My horse has been barefoot for 4 years now, it's the best thing i've ever done for her. 
8 years ago she was diagnosed with navicular syndrome, she was crippled lame and I thought as best I was going to have to retire her, and at worst it doesn't bear thinking about  
My vet recommended having her shod in Natural Balance shoes, which did help a bit, but she had to be shod every 4 weeks on the dot or she'd go lame, she'd often have days or weeks off lame, she had to have the chiro every 6weeks as she got so stiff in her shoulders...
So, then I took her barefoot...and she's never had a lame day since (well from the navicular!!)...she's trimmed by a podiatrist and her feet have improved no end since having her shoes off.
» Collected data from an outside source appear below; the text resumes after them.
//! End-to-end equivalence scenarios
//!
//! Every test drives the full engine against a live solver and skips
//! (loudly) when no `z3` binary is on the search path.

use std::collections::BTreeMap;

use octopus::prelude::*;

fn checker(leaps: bool) -> Option<Checker> {
    if !Session::available("z3") {
        eprintln!("skipping: z3 is not on the search path");
        return None;
    }
    let specs = SolverSpec::parse_list("z3").unwrap();
    let options = CheckOptions {
        leaps,
        fallback_to_naive_on_unknown: false,
    };
    Some(Checker::open(&specs, &SolverOptions::default(), options).unwrap())
}

fn load(text: &str) -> Parser {
    Parser::from_json_str(text).unwrap()
}

fn verdicts_diverge(counterexample: &Counterexample, left: &Parser, right: &Parser) -> bool {
    let packet = counterexample.bits();
    let inits = BTreeMap::new();
    let left = replay(left, &packet, &inits);
    let right = replay(right, &packet, &inits);
    left.verdict != right.verdict
}

const FOUR_BIT_ACCEPT: &str = r#"{
    "registers": [{"name": "h", "width": 4}],
    "states": [{
        "name": "start",
        "statements": [{"kind": "extract", "register": "h"}],
        "transition": {"kind": "accept"}
    }]
}"#;

const THREE_BIT_ACCEPT: &str = r#"{
    "registers": [{"name": "h", "width": 3}],
    "states": [{
        "name": "start",
        "statements": [{"kind": "extract", "register": "h"}],
        "transition": {"kind": "accept"}
    }]
}"#;

fn disjoint_arms(first_one: bool) -> String {
    let (first, second) = if first_one {
        (r#"{"pattern": 1, "target": "a"}"#, r#"{"pattern": 0, "target": "b"}"#)
    } else {
        (r#"{"pattern": 0, "target": "b"}"#, r#"{"pattern": 1, "target": "a"}"#)
    };
    format!(
        r#"{{
            "registers": [
                {{"name": "tag", "width": 1}},
                {{"name": "x", "width": 2}},
                {{"name": "y", "width": 2}}
            ],
            "states": [
                {{
                    "name": "start",
                    "statements": [{{"kind": "extract", "register": "tag"}}],
                    "transition": {{
                        "kind": "select",
                        "scrutinees": [{{"kind": "reg", "register": "tag"}}],
                        "cases": [{first}, {second}],
                        "default": "reject"
                    }}
                }},
                {{
                    "name": "a",
                    "statements": [{{"kind": "extract", "register": "x"}}],
                    "transition": {{"kind": "accept"}}
                }},
                {{
                    "name": "b",
                    "statements": [{{"kind": "extract", "register": "y"}}],
                    "transition": {{"kind": "accept"}}
                }}
            ]
        }}"#
    )
}

fn first_match(wildcard_first: bool) -> String {
    let (first, second) = if wildcard_first {
        (r#"{"pattern": "_", "target": "accept"}"#, r#"{"pattern": 1, "target": "reject"}"#)
    } else {
        (r#"{"pattern": 1, "target": "reject"}"#, r#"{"pattern": "_", "target": "accept"}"#)
    };
    format!(
        r#"{{
            "registers": [{{"name": "tag", "width": 1}}],
            "states": [{{
                "name": "start",
                "statements": [{{"kind": "extract", "register": "tag"}}],
                "transition": {{
                    "kind": "select",
                    "scrutinees": [{{"kind": "reg", "register": "tag"}}],
                    "cases": [{first}, {second}],
                    "default": "reject"
                }}
            }}]
        }}"#
    )
}

const MPLS_DIRECT: &str = r#"{
    "registers": [{"name": "label", "width": 4}],
    "states": [{
        "name": "start",
        "statements": [{"kind": "extract", "register": "label"}],
        "transition": {
            "kind": "select",
            "scrutinees": [{"kind": "slice", "expr": {"kind": "reg", "register": "label"}, "hi": 3, "lo": 3}],
            "cases": [{"pattern": 0, "target": "start"}],
            "default": "accept"
        }
    }]
}"#;

const MPLS_UNROLLED: &str = r#"{
    "registers": [{"name": "label", "width": 4}],
    "states": [
        {
            "name": "first",
            "statements": [{"kind": "extract", "register": "label"}],
            "transition": {
                "kind": "select",
                "scrutinees": [{"kind": "slice", "expr": {"kind": "reg", "register": "label"}, "hi": 3, "lo": 3}],
                "cases": [{"pattern": 0, "target": "rest"}],
                "default": "accept"
            }
        },
        {
            "name": "rest",
            "statements": [{"kind": "extract", "register": "label"}],
            "transition": {
                "kind": "select",
                "scrutinees": [{"kind": "slice", "expr": {"kind": "reg", "register": "label"}, "hi": 3, "lo": 3}],
                "cases": [{"pattern": 0, "target": "rest"}],
                "default": "accept"
            }
        }
    ]
}"#;

const ONE_WIDE_HEADER: &str = r#"{
    "registers": [{"name": "h", "width": 64}],
    "states": [{
        "name": "start",
        "statements": [{"kind": "extract", "register": "h"}],
        "transition": {"kind": "accept"}
    }]
}"#;

const TWO_NARROW_HEADERS: &str = r#"{
    "registers": [
        {"name": "h", "width": 64},
        {"name": "a", "width": 32},
        {"name": "b", "width": 32}
    ],
    "states": [
        {
            "name": "first",
            "statements": [{"kind": "extract", "register": "a"}],
            "transition": {
                "kind": "select",
                "scrutinees": [{"kind": "reg", "register": "a"}],
                "cases": [],
                "default": "second"
            }
        },
        {
            "name": "second",
            "statements": [
                {"kind": "extract", "register": "b"},
                {"kind": "assign", "lhs": {"register": "h"}, "rhs": {
                    "kind": "concat",
                    "lhs": {"kind": "reg", "register": "a"},
                    "rhs": {"kind": "reg", "register": "b"}
                }}
            ],
            "transition": {"kind": "accept"}
        }
    ]
}"#;

#[test]
fn self_check_emits_a_singleton_certificate() {
    let Some(mut checker) = checker(true) else { return };
    let parser = load(FOUR_BIT_ACCEPT);
    match checker.check(&parser, &parser).unwrap() {
        Outcome::Equivalent { certificate } => {
            assert_eq!(certificate.classes.len(), 1);
            assert_eq!(certificate.classes[0].left_state, "start");
            assert_eq!(certificate.classes[0].right_state, "start");
            assert!(certificate.classes[0].equal_registers.contains(&"h".to_string()));
        }
        other => panic!("expected equivalence, got {other:?}"),
    }
}

#[test]
fn width_change_of_a_shared_field_diverges() {
    let Some(mut checker) = checker(true) else { return };
    let left = load(FOUR_BIT_ACCEPT);
    let right = load(THREE_BIT_ACCEPT);
    match checker.check(&left, &right).unwrap() {
        Outcome::NotEquivalent { counterexample } => {
            assert!(verdicts_diverge(&counterexample, &left, &right));
        }
        other => panic!("expected divergence, got {other:?}"),
    }
}

#[test]
fn reordered_disjoint_select_arms_are_equivalent() {
    let Some(mut checker) = checker(true) else { return };
    let left = load(&disjoint_arms(true));
    let right = load(&disjoint_arms(false));
    assert!(checker.check(&left, &right).unwrap().is_equivalent());
}

#[test]
fn first_match_flip_yields_a_scrutinee_one_witness() {
    let Some(mut checker) = checker(true) else { return };
    let left = load(&first_match(true));
    let right = load(&first_match(false));
    match checker.check(&left, &right).unwrap() {
        Outcome::NotEquivalent { counterexample } => {
            assert_eq!(counterexample.packet, "1");
            assert_eq!(counterexample.left.verdict, "accept");
            assert_eq!(counterexample.right.verdict, "reject");
            assert!(verdicts_diverge(&counterexample, &left, &right));
        }
        other => panic!("expected divergence, got {other:?}"),
    }
}

#[test]
fn unrolled_loop_matches_the_direct_loop() {
    let Some(mut checker) = checker(true) else { return };
    let left = load(MPLS_DIRECT);
    let right = load(MPLS_UNROLLED);
    assert!(checker.check(&left, &right).unwrap().is_equivalent());
}

#[test]
fn leap_length_mismatch_is_bridged() {
    let Some(mut checker) = checker(true) else { return };
    let left = load(ONE_WIDE_HEADER);
    let right = load(TWO_NARROW_HEADERS);
    assert!(checker.check(&left, &right).unwrap().is_equivalent());
}

#[test]
fn reflexivity_holds_with_a_small_certificate() {
    let Some(mut checker) = checker(true) else { return };
    for source in [FOUR_BIT_ACCEPT, MPLS_DIRECT, ONE_WIDE_HEADER] {
        let parser = load(source);
        let states = parser.states().len();
        match checker.check(&parser, &parser).unwrap() {
            Outcome::Equivalent { certificate } => {
                assert!(!certificate.classes.is_empty());
                assert!(certificate.classes.len() <= states * states + states);
            }
            other => panic!("expected reflexive equivalence, got {other:?}"),
        }
    }
}

#[test]
fn swapping_the_inputs_swaps_nothing() {
    let Some(mut checker) = checker(true) else { return };
    let a = load(&first_match(true));
    let b = load(&first_match(false));
    let forward = checker.check(&a, &b).unwrap().is_equivalent();
    let backward = checker.check(&b, &a).unwrap().is_equivalent();
    assert_eq!(forward, backward);

    let c = load(MPLS_DIRECT);
    let d = load(MPLS_UNROLLED);
    let forward = checker.check(&c, &d).unwrap().is_equivalent();
    let backward = checker.check(&d, &c).unwrap().is_equivalent();
    assert_eq!(forward, backward);
}

#[test]
fn naive_and_leap_engines_agree() {
    let cases = [
        (FOUR_BIT_ACCEPT.to_string(), THREE_BIT_ACCEPT.to_string()),
        (first_match(true), first_match(false)),
        (MPLS_DIRECT.to_string(), MPLS_UNROLLED.to_string()),
        (ONE_WIDE_HEADER.to_string(), TWO_NARROW_HEADERS.to_string()),
    ];
    for (left, right) in cases {
        let Some(mut with_leaps) = checker(true) else { return };
        let Some(mut naive) = checker(false) else { return };
        let left = load(&left);
        let right = load(&right);
        let fast = with_leaps.check(&left, &right).unwrap().is_equivalent();
        let slow = naive.check(&left, &right).unwrap().is_equivalent();
        assert_eq!(fast, slow, "engines disagree");
    }
}

#[test]
fn certificates_carry_reverifiable_reach_conditions() {
    let Some(mut checker) = checker(true) else { return };
    let left = load(MPLS_DIRECT);
    let right = load(MPLS_UNROLLED);
    match checker.check(&left, &right).unwrap() {
        Outcome::Equivalent { certificate } => {
            for class in &certificate.classes {
                assert!(class.reach_condition.contains("(assert "));
            }
        }
        other => panic!("expected equivalence, got {other:?}"),
    }
}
Initially I used hoofboots but she can work on any surface now without boots...and she only needs routine chiro checks now and she's never tight in her shoulders as moves so much free-er.
I worship the ground my EP walks on


----------



## emsky (Jul 26, 2011)

My horse is barefoot, after a severe case of laminitus he was out of work for a year, when the farrier tried to put eggbar shoes on him he was rearing up finally he got them on but it crippled my horse again. He was out of action for another month after i demanded him to get them off (bare in mind to put eggbar shoes on would have cost me £120 each time). Anyway i decided to go barefoot with a barefoot trimmer which is different to a farrier as they trim your horse to its natural state. Unfortunately my horse is very sole sensitive on his fronts so i purchased the boots and he is perfect with them, the only problem i have ever had is when my horse is flat out galloping he overreaches and pulls them off. Overreach boots don't seem to work, so i tend to not bother with them if i know it will be a fast ride. 
With your horse been young i think his feet will toughen up quicker than mine, my horse can't walk over loose stones without looking dog lame so if he can do that i doubt you would need the boots.


----------



## jessegee (Mar 21, 2011)

I had a young shire and he was barefoot, he sometimes stumbled but I kept him trimmed reguarly and was proud of his nice round feet
Then three years later in his new home I saw his feet looking a bit unkempt, at first I was disappointed, but after watching him in the field moving about , I noticed he was moving more freely and easily
I dont understand it, but I can only imagine that because his feet were badly overgrown when I bought him , he was more comfortable to let his feet chip and grow in their own way.
i dont have any moral to this story!

jessegee


----------



## Elles (Aug 15, 2011)

My friends and I all have working barefoot horses. 

The horses are 17hh+ Warmblood x TB, 16.2 Dutch Warmblood, 16.1 Thoroughbred, 16.1 Anglo Arab, 15.2 Andalusian (PRE), 14.2 pony of indeterminate breeding. On the livery yard we keep our horses, there are two more working barefoot and most of the rest are shod only in front. 

The 16.2 Dutch WB wears boots all round for hacking sometimes, but not always and the 16.1 thoroughbred (ex racer) always wears boots in front for hacking. The boots used are Easyboot Trails and Old Mac G2s. Both horses gallop when wearing them, but don't jump. 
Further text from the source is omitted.